2 Timothy 4:4 And they shall turn away their ears from the truth, and shall be turned unto fables. (KJV)

And they shall turn away their ears from the truth . . . either in contempt, or scorn of it, as being delivered in too plain of words. The people will simply turn their backs on the only Truth that can save them!
And shall be turned unto fables . . . they delight in hearing fables, any idle stories, or false discourses, provided they stay away from their lusts (1 Tim.1:4).

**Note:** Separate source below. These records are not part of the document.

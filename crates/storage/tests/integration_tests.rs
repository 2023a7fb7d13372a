use tempfile::TempDir;
use trichain_storage::keys::{self, burn_record_key, sequence_of};
use trichain_storage::{get_json, get_u128, put_json, put_u128, KvStore, SledStore, StagedStore};

#[test]
fn sled_persists_committed_batches_across_reopen() {
    let dir = TempDir::new().unwrap();
    {
        let store = SledStore::new(dir.path()).unwrap();
        let staged = StagedStore::new(&store);
        put_u128(&staged, keys::CURRENT_SUPPLY_KEY, 1_000).unwrap();
        put_json(&staged, &burn_record_key(1), &"first").unwrap();
        put_json(&staged, &burn_record_key(2), &"second").unwrap();
        staged.commit().unwrap();
        store.flush().unwrap();
    }

    let store = SledStore::new(dir.path()).unwrap();
    assert_eq!(get_u128(&store, keys::CURRENT_SUPPLY_KEY).unwrap(), 1_000);
    let second: Option<String> = get_json(&store, &burn_record_key(2)).unwrap();
    assert_eq!(second.as_deref(), Some("second"));

    let ids: Vec<u64> = store
        .prefix_scan(&[keys::BURN_RECORD_PREFIX])
        .unwrap()
        .iter()
        .filter_map(|(k, _)| sequence_of(k))
        .collect();
    assert_eq!(ids, vec![1, 2]);
}

#[test]
fn discarded_overlay_leaves_sled_untouched() {
    let dir = TempDir::new().unwrap();
    let store = SledStore::new(dir.path()).unwrap();
    put_u128(&store, keys::TOTAL_MINTED_KEY, 5).unwrap();
    {
        let staged = StagedStore::new(&store);
        put_u128(&staged, keys::TOTAL_MINTED_KEY, 10).unwrap();
        staged.delete(keys::TOTAL_MINTED_KEY).unwrap();
        assert_eq!(get_u128(&staged, keys::TOTAL_MINTED_KEY).unwrap(), 0);
    }
    assert_eq!(get_u128(&store, keys::TOTAL_MINTED_KEY).unwrap(), 5);
}

#[test]
fn paged_scan_resumes_after_cursor() {
    let store = SledStore::temporary().unwrap();
    for id in 1..=10u64 {
        put_u128(&store, &burn_record_key(id), id as u128).unwrap();
    }
    let first = store
        .scan(&[keys::BURN_RECORD_PREFIX], None, Some(4))
        .unwrap();
    assert_eq!(first.len(), 4);
    let next = burn_record_key(sequence_of(&first[3].0).unwrap() + 1);
    let second = store
        .scan(&[keys::BURN_RECORD_PREFIX], Some(&next), Some(4))
        .unwrap();
    let ids: Vec<u64> = second.iter().filter_map(|(k, _)| sequence_of(k)).collect();
    assert_eq!(ids, vec![5, 6, 7, 8]);
}
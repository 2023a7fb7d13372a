//! Trichain Monetary Policy
//!
//! State machine behind the native coin's supply:
//! - Capped minting and per-epoch inflation provisions
//! - Burns with a treasury redirect and fee sweeping
//! - An adaptive controller for the fee burn ratio
//! - Four-way emission split across staking, the PoC chain, the sequencer
//!   chain and the treasury
//! - Cross-chain burn reconciliation and reward packet lifecycle
//! - Genesis allocations with vesting
//!
//! [`MonetaryKeeper`] is the entry point: commands in [`msgs`], queries in
//! [`query`] and the per-block hooks in [`hooks`].

pub mod adaptive;
pub mod burn;
pub mod config;
pub mod context;
pub mod crosschain;
pub mod distribution;
pub mod errors;
pub mod events;
pub mod genesis;
pub mod hooks;
pub mod keeper;
pub mod mint;
pub mod msgs;
pub mod params;
pub mod query;
pub mod records;
pub mod state;
pub mod tx_volume;

pub use adaptive::{
    effective_burn_ratio, select_target, smooth, AdaptiveBurnUpdate, BurnDecision, BurnTelemetry,
    BurnTrigger,
};
pub use burn::{split_burn, BurnOutcome, FeeSweep, UsageChargeOutcome};
pub use config::{ChainRole, ConfigError, LogFormat, MonetaryConfig, PeerChainConfig};
pub use context::{BlockContext, BlockTelemetry};
pub use crosschain::{
    BurnReport, LengthCheckVerifier, PacketAck, PacketSender, ProofVerifier,
    RecordingPacketSender, ReportOutcome, RewardPacket,
};
pub use distribution::{split_emission, DistributionOutcome, EmissionSplitResult, RewardRecipient};
pub use errors::{MonetaryError, Result};
pub use events::{EventLog, MonetaryEvent};
pub use genesis::{GenesisAllocation, GenesisState};
pub use hooks::EndBlockReport;
pub use keeper::{KeeperTx, MonetaryKeeper};
pub use mint::{block_provisions, epoch_provisions, MintOutcome, Provisions};
pub use msgs::{
    MsgApplyUsageCharge, MsgBurnTokens, MsgDistributeRewards, MsgMintTokens, MsgReportBurn,
    MsgSetTreasuryAddress, MsgUpdateParams,
};
pub use params::{
    AdaptiveBurnParams, BurnRates, EmissionSplit, FeeBurnParams, GasConversion, GovernanceParams,
    MonetaryParams,
};
pub use query::{
    AdaptiveBurnSnapshot, BurnPage, ChainMetrics, EmissionAllocation, FilteredBurns,
    InflationMetrics, ProjectionPoint, SupplyMetrics, SupplyProjection, TreasuryStatus,
};
pub use records::{
    BurnRecord, ChainState, EmissionRecord, EmissionTotals, PendingPacket, ProcessedReport,
    SupplyCounters, TxVolumeMeta,
};
pub use state::{MonetaryState, SupplyAudit};

/// Module version for API introspection
pub const VERSION: &str = env!("CARGO_PKG_VERSION");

2 Timothy 4:5 But watch thou in all things, endure afflictions, do the work of an evangelist, make full proof of thy ministry. (KJV)

But watch thou in all things . . . be cautious against error and against sin, and faithful in the performance of duty (Mat.25:13; 1 Cor.16:13). 
Endure afflictions . . . endure hardness (2 Tim.2:3). 
Do the work of an evangelist . . . do the work of preaching the Gospel, proclaim the glad tidings of salvation (Eph.5:11). 
Make full proof of thy ministry . . . this means to bring fully; to persuade fully; and to give full proof of (Rom.14:5). Timothy was to discharge the duties of his office as to furnish a fair picture of what the Gospel could do, and to show the wisdom of the Saviour.
But watch thou in all things, endure afflictions . . . Paul warned that Timothy would suffer hardships for preaching the Word of God in the last days.

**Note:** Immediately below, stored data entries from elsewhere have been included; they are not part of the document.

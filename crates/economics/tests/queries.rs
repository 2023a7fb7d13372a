mod common;

use common::*;
use rust_decimal::Decimal;
use trichain_economics::{BlockTelemetry, MsgBurnTokens};
use trichain_types::{BurnSource, BLOCKS_PER_YEAR};

#[test]
fn projection_defaults_to_five_years_and_caps_at_ten() {
    let keeper = keeper(&[("alice", 1_000 * TRI)]);
    assert_eq!(keeper.supply_projection(None).unwrap().points.len(), 5);
    assert_eq!(keeper.supply_projection(Some(0)).unwrap().points.len(), 5);
    assert_eq!(keeper.supply_projection(Some(3)).unwrap().points.len(), 3);
    assert_eq!(keeper.supply_projection(Some(40)).unwrap().points.len(), 10);

    let projection = keeper.supply_projection(Some(2)).unwrap();
    assert_eq!(projection.annual_burn_estimate, 0);
    assert_eq!(projection.points[0].minted, 70 * TRI);
    assert_eq!(projection.points[0].supply, 1_070 * TRI);
    assert_eq!(projection.points[1].minted, 74_900_000);
}

#[test]
fn projection_extrapolates_observed_burn_rate() {
    let mut keeper = keeper(&[("alice", 1_000 * TRI)]);
    let msg = MsgBurnTokens {
        burner: addr("alice"),
        amount: 10 * TRI,
        source: BurnSource::TxFees,
        chain_id: None,
    };
    keeper.burn_tokens(&msg, &ctx(1)).unwrap();
    let block = BlockTelemetry {
        height: 0,
        gas_used: 0,
        gas_limit: 0,
        tx_count: 0,
    };
    keeper.end_block(&ctx(BLOCKS_PER_YEAR / 2), &block, &[]);

    // 9 TRI burned over half a year.
    let projection = keeper.supply_projection(Some(1)).unwrap();
    assert_eq!(projection.annual_burn_estimate, 18 * TRI);
    let point = projection.points[0];
    assert_eq!(point.supply, projection.starting_supply + point.minted - 18 * TRI);
}

#[test]
fn inflation_and_allocation_follow_params() {
    let keeper = keeper(&[("alice", 525_600_000 * TRI)]);
    let inflation = keeper.inflation_metrics().unwrap();
    assert_eq!(inflation.inflation_rate, Decimal::new(7, 2));
    assert_eq!(inflation.block_provisions, 7 * TRI);

    let allocation = keeper.emission_allocation().unwrap();
    assert_eq!(allocation.reward_stream_interval, 100);
    assert_eq!(allocation.next_epoch.total(), 700 * TRI);
    assert_eq!(allocation.next_epoch.staking, 350 * TRI);
    assert_eq!(allocation.totals.epochs, 0);
}

#[test]
fn burn_totals_cover_every_source() {
    let mut keeper = keeper(&[("alice", 10_000)]);
    for (source, amount) in [(BurnSource::Slashing, 1_000), (BurnSource::StorageRent, 500)] {
        let msg = MsgBurnTokens {
            burner: addr("alice"),
            amount,
            source,
            chain_id: None,
        };
        keeper.burn_tokens(&msg, &ctx(1)).unwrap();
    }
    let totals = keeper.burn_totals_by_source().unwrap();
    assert_eq!(totals.len(), BurnSource::ALL.len());
    assert!(totals.contains(&(BurnSource::Slashing, 900)));
    assert!(totals.contains(&(BurnSource::StorageRent, 450)));
    assert!(totals.contains(&(BurnSource::TxFees, 0)));
}
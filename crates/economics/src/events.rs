//! Typed events emitted by state changes; drained by the host after each block.

use crate::adaptive::BurnTrigger;
use rust_decimal::Decimal;
use serde::{Deserialize, Serialize};
use trichain_types::{Address, Amount, BurnSource, ChainId};

#[derive(Debug, Clone, PartialEq, Eq, Serialize, Deserialize)]
#[serde(tag = "type", rename_all = "snake_case")]
pub enum MonetaryEvent {
    Mint {
        amount: Amount,
        recipient: Address,
        reason: String,
        remaining_headroom: Amount,
        height: u64,
    },
    Burn {
        burn_id: u64,
        burner: Address,
        source: BurnSource,
        chain_id: ChainId,
        burned: Amount,
        to_treasury: Amount,
        height: u64,
    },
    BurnReportReconciled {
        burn_id: u64,
        chain_id: ChainId,
        tx_hash: String,
        source: BurnSource,
        amount: Amount,
    },
    RewardsDistributed {
        emission_id: u64,
        total: Amount,
        local_distributed: Amount,
        ibc_distributed: Amount,
        skipped: Amount,
        packets_sent: u32,
        height: u64,
    },
    RewardPacketSent {
        sequence: u64,
        chain_id: ChainId,
        channel_id: String,
        amount: Amount,
        timeout_height: u64,
    },
    PacketAcknowledged {
        sequence: u64,
        chain_id: ChainId,
    },
    PacketRefunded {
        sequence: u64,
        chain_id: ChainId,
        amount: Amount,
        reason: String,
    },
    AdaptiveBurnRatioUpdated {
        previous: Option<Decimal>,
        ratio: Decimal,
        trigger: BurnTrigger,
        height: u64,
    },
    ParamsUpdated {
        height: Option<u64>,
    },
    TreasuryAddressChanged {
        previous: Address,
        address: Address,
    },
    FeesSwept {
        collected: Amount,
        burned: Amount,
        to_treasury: Amount,
        height: u64,
    },
    GenesisApplied {
        current_supply: Amount,
        allocations: usize,
    },
}

/// Buffer of committed events.
#[derive(Debug, Clone, Default)]
pub struct EventLog {
    events: Vec<MonetaryEvent>,
}

impl EventLog {
    pub fn extend(&mut self, events: impl IntoIterator<Item = MonetaryEvent>) {
        self.events.extend(events);
    }

    pub fn events(&self) -> &[MonetaryEvent] {
        &self.events
    }

    pub fn len(&self) -> usize {
        self.events.len()
    }

    pub fn is_empty(&self) -> bool {
        self.events.is_empty()
    }

    pub fn drain(&mut self) -> Vec<MonetaryEvent> {
        std::mem::take(&mut self.events)
    }
}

Paul's Deathbed Testimony (2 Timothy 4:6-8)
Paul wrote his own epitaph.

2 Timothy 4:6 For I am now ready to be offered, and the time of my departure is at hand. (KJV)

For I am now ready to be offered . . . I think Paul knew that he would die a violent death, but that his death would establish and confirm the doctrine of the Gospel which he had preached.
Phil. 2:17 Yea, and if I be offered upon the sacrifice and service of your faith, I joy, and rejoice with you all. (KJV)
And the time of my departure is at hand . . . Paul had been bound to the present world, like a ship to its moorings, and that death would be a release. Death is the loosening of the bands that confine us to the present world; setting us free, permitting the soul to move on to eternity (Phil.1:23; 2 Pet.1:14). Death is simply separation. With such a view of death, why should a Christian fear to die? But what about those who refuse to believe God (1 Jn.5:10-13), and reject the only Way of salvation (Jn.3:18,36; 5:24; 8:24; 14:6; Acts 4:12)? This is why preaching the whole Truth of the Bible is SO important! See articles on Death:

2 Timothy 4:7 I have fought a good fight, I have finished my course, I have kept the faith: (KJV)

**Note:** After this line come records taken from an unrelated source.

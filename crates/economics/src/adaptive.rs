//! Adaptive burn controller.
//!
//! Once per block a priority-ordered rule set picks a target fee-burn ratio
//! from network telemetry. The target is smoothed exponentially with
//! `alpha = 1 / smoothing_window_blocks` and persisted in the parameter
//! record together with the trigger that selected it.

use crate::errors::Result;
use crate::events::MonetaryEvent;
use crate::keeper::KeeperTx;
use crate::params::MonetaryParams;
use rust_decimal::Decimal;
use serde::{Deserialize, Serialize};
use std::fmt;
use tracing::{debug, info};
use trichain_types::{ratio_of, Amount, Ratio, RATIO_DECIMAL_PLACES};

/// Rule that selected the current burn ratio.
#[derive(Debug, Clone, Copy, PartialEq, Eq, Hash, Serialize, Deserialize)]
#[serde(rename_all = "snake_case")]
pub enum BurnTrigger {
    EmergencyOverride,
    AdaptiveDisabled,
    TreasuryProtection,
    CongestionControl,
    AdoptionIncentive,
    Normal,
}

impl BurnTrigger {
    pub fn as_str(self) -> &'static str {
        match self {
            BurnTrigger::EmergencyOverride => "emergency_override",
            BurnTrigger::AdaptiveDisabled => "adaptive_disabled",
            BurnTrigger::TreasuryProtection => "treasury_protection",
            BurnTrigger::CongestionControl => "congestion_control",
            BurnTrigger::AdoptionIncentive => "adoption_incentive",
            BurnTrigger::Normal => "normal",
        }
    }
}

impl fmt::Display for BurnTrigger {
    fn fmt(&self, f: &mut fmt::Formatter<'_>) -> fmt::Result {
        f.write_str(self.as_str())
    }
}

/// Inputs of the controller for one block.
#[derive(Debug, Clone, Copy, Default, PartialEq, Eq, Serialize, Deserialize)]
pub struct BurnTelemetry {
    pub block_gas_used: u64,
    pub block_gas_limit: u64,
    pub treasury_balance: Amount,
    pub current_supply: Amount,
    pub tx_per_day_estimate: u64,
}

impl BurnTelemetry {
    /// Gas utilisation of the block; zero when the limit is unknown.
    pub fn congestion(&self) -> Ratio {
        ratio_of(self.block_gas_used as u128, self.block_gas_limit as u128).unwrap_or(Decimal::ZERO)
    }

    /// Treasury balance as a share of supply; `None` with zero supply.
    pub fn treasury_ratio(&self) -> Option<Ratio> {
        ratio_of(self.treasury_balance, self.current_supply)
    }
}

#[derive(Debug, Clone, Copy, PartialEq, Eq, Serialize, Deserialize)]
pub struct BurnDecision {
    pub target: Ratio,
    pub trigger: BurnTrigger,
}

/// Pick the target ratio. Pure; the first matching rule wins.
pub fn select_target(params: &MonetaryParams, telemetry: &BurnTelemetry) -> BurnDecision {
    let ab = &params.adaptive_burn;
    let decide = |target, trigger| BurnDecision { target, trigger };

    if ab.emergency_override {
        return decide(params.static_fee_burn_ratio(), BurnTrigger::EmergencyOverride);
    }
    if !ab.enabled {
        return decide(params.static_fee_burn_ratio(), BurnTrigger::AdaptiveDisabled);
    }
    if let Some(treasury_ratio) = telemetry.treasury_ratio() {
        if treasury_ratio < ab.treasury_floor_pct {
            return decide(ab.min_burn_ratio, BurnTrigger::TreasuryProtection);
        }
    }
    if telemetry.block_gas_limit > 0 && telemetry.congestion() >= ab.congestion_threshold {
        return decide(ab.max_burn_ratio, BurnTrigger::CongestionControl);
    }
    if telemetry.tx_per_day_estimate < ab.tx_per_day_target {
        return decide(ab.min_burn_ratio, BurnTrigger::AdoptionIncentive);
    }
    decide(ab.default_burn_ratio, BurnTrigger::Normal)
}

/// `current × (1 − α) + target × α` with `α = 1 / window`, rounded.
///
/// Without a prior value or with a window of at most one block the target is
/// returned as is.
pub fn smooth(current: Option<Ratio>, target: Ratio, window_blocks: u64) -> Ratio {
    match current {
        Some(current) if window_blocks > 1 => {
            let alpha = Decimal::ONE / Decimal::from(window_blocks);
            (current * (Decimal::ONE - alpha) + target * alpha).round_dp(RATIO_DECIMAL_PLACES)
        }
        _ => target,
    }
}

/// Fee burn ratio in force right now.
pub fn effective_burn_ratio(params: &MonetaryParams) -> Ratio {
    let ab = &params.adaptive_burn;
    if ab.emergency_override || !ab.enabled {
        return params.static_fee_burn_ratio();
    }
    ab.last_applied_ratio.unwrap_or(ab.default_burn_ratio)
}

#[derive(Debug, Clone, Copy, PartialEq, Eq, Serialize, Deserialize)]
pub struct AdaptiveBurnUpdate {
    pub target: Ratio,
    pub ratio: Ratio,
    pub trigger: BurnTrigger,
    pub changed: bool,
}

impl KeeperTx<'_> {
    /// Recompute, smooth and persist the adaptive burn ratio.
    pub fn update_adaptive_burn(
        &mut self,
        telemetry: &BurnTelemetry,
        height: u64,
    ) -> Result<AdaptiveBurnUpdate> {
        let mut params = self.state.params()?;
        let decision = select_target(&params, telemetry);
        let previous = params.adaptive_burn.last_applied_ratio;
        // While overridden or disabled the static ratio applies and the
        // smoothed state is parked, so it resumes where it left off.
        let parked = matches!(
            decision.trigger,
            BurnTrigger::EmergencyOverride | BurnTrigger::AdaptiveDisabled
        );
        let (ratio, applied) = if parked {
            (decision.target, previous)
        } else {
            let ratio = smooth(
                previous,
                decision.target,
                params.adaptive_burn.smoothing_window_blocks,
            );
            (ratio, Some(ratio))
        };
        let changed = applied != previous
            || params.adaptive_burn.last_trigger != Some(decision.trigger);

        if changed {
            params.adaptive_burn.last_applied_ratio = applied;
            params.adaptive_burn.last_trigger = Some(decision.trigger);
            self.state.put_params(&params)?;
            info!(
                target: "adaptive_burn",
                height,
                target_ratio = %decision.target,
                %ratio,
                trigger = %decision.trigger,
                "adaptive burn ratio updated"
            );
            self.emit(MonetaryEvent::AdaptiveBurnRatioUpdated {
                previous,
                ratio,
                trigger: decision.trigger,
                height,
            });
        } else {
            debug!(target: "adaptive_burn", height, %ratio, "burn ratio unchanged");
        }
        Ok(AdaptiveBurnUpdate {
            target: decision.target,
            ratio,
            trigger: decision.trigger,
            changed,
        })
    }
}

I have fought a good fight . . . the Christian life is often represented as a warfare (1 Tim.6:12). Our battle is with sin, the world, the flesh, and the devil. Paul tells us that he had been able to persevere. He could NOT have done this without the power of Jesus! Neither can we! 
I have finished my course . . . the Christian life is often represented as a race to be run (Acts 20;24; 1 Cor.9:24-26).
I have kept the faith . . . Paul had steadfastly maintained the faith of the Gospel. He had lived a life of faithfulness and loyalty to his Master. This may mean that Paul had kept his pledged faith to the Redeemer, and/or had spent a life faithfully trying to serve his Lord.

2 Timothy 4:8 Henceforth there is laid up for me a crown of righteousness, which the Lord, the righteous judge, shall give me at that day: and not to me only, but unto all them also that love his appearing. (KJV)

Henceforth there is laid up for me . . . what remains for me, there is prepared and in safe keeping for me (Jn.14:2-3; 1 Pet.1:4; Col.1:5). It is appointed for me (Heb.9:27).
A crown . . . a different kind of crown than what the conquerors used to have in the Grecian games; a high and great reward, a glory with which my whole man shall be encompassed, as a man's head is with a crown.
Of righteousness . . . Christ's righteousness (1 Cor.1:30), and an ample reward. The giving out of this righteousness will be the effect of God's truth and justice (1 Jn.1:9).
Which the Lord, the righteous judge, shall give me at that day . . . Jesus Christ, who shall show Himself a righteous judge, shall give me of His free mercy, because NOTHING Paul had done merited it. At that day, means at the Day of Judgment.
And not to me only, but unto all them also that love his appearing . . . all those who desire His Second Coming, not only to Paul. To believe in the Second Coming of the Lord Jesus to judge the world, and to desire His return, should be a kind of a standard by which TRUE Christians are known. None but true Christians were supposed to believe this, and no others truly wanted it (Rev.1:7; 22:20).
A characteristic of a TRUE Christian, is that he sincerely desires the return of His Saviour and Lord, and would welcome his appearing in the clouds of heaven at any time.
Crown of righteousness: (1 Cor.9:25; 1 Pet.5:4; Rev.2:10).

Paul's Last Words (2 Timothy 4:9-22)

We have heard a triumphant note in the preceding verses, but now it is not so triumphant. Paul faces the reality of his situation.

2 Timothy 4:9 Do thy diligence to come shortly unto me: (KJV)

Do thy diligence to come shortly unto me . . . Paul wanted Timothy to come as soon as he could. Timothy had been Paul's travelling companion, and was his close friend. The apostle was now nearly forsaken, and was about to pass through some severe trials. It is not known for what purpose Paul wished him to come to him, maybe he desired to give him some parting counsels; or maybe he wanted him to be near him when he died. It is evident from this that he did not regard him as the bishop of the church of the Ephesians, or consider that he was confined to that place in his labors, that he was not also to go to other places if he was called in the service of God. It appears from (Phil.2:19), that Timothy did go to Paul at Rome, according to this desire of his, and was with him while a prisoner there.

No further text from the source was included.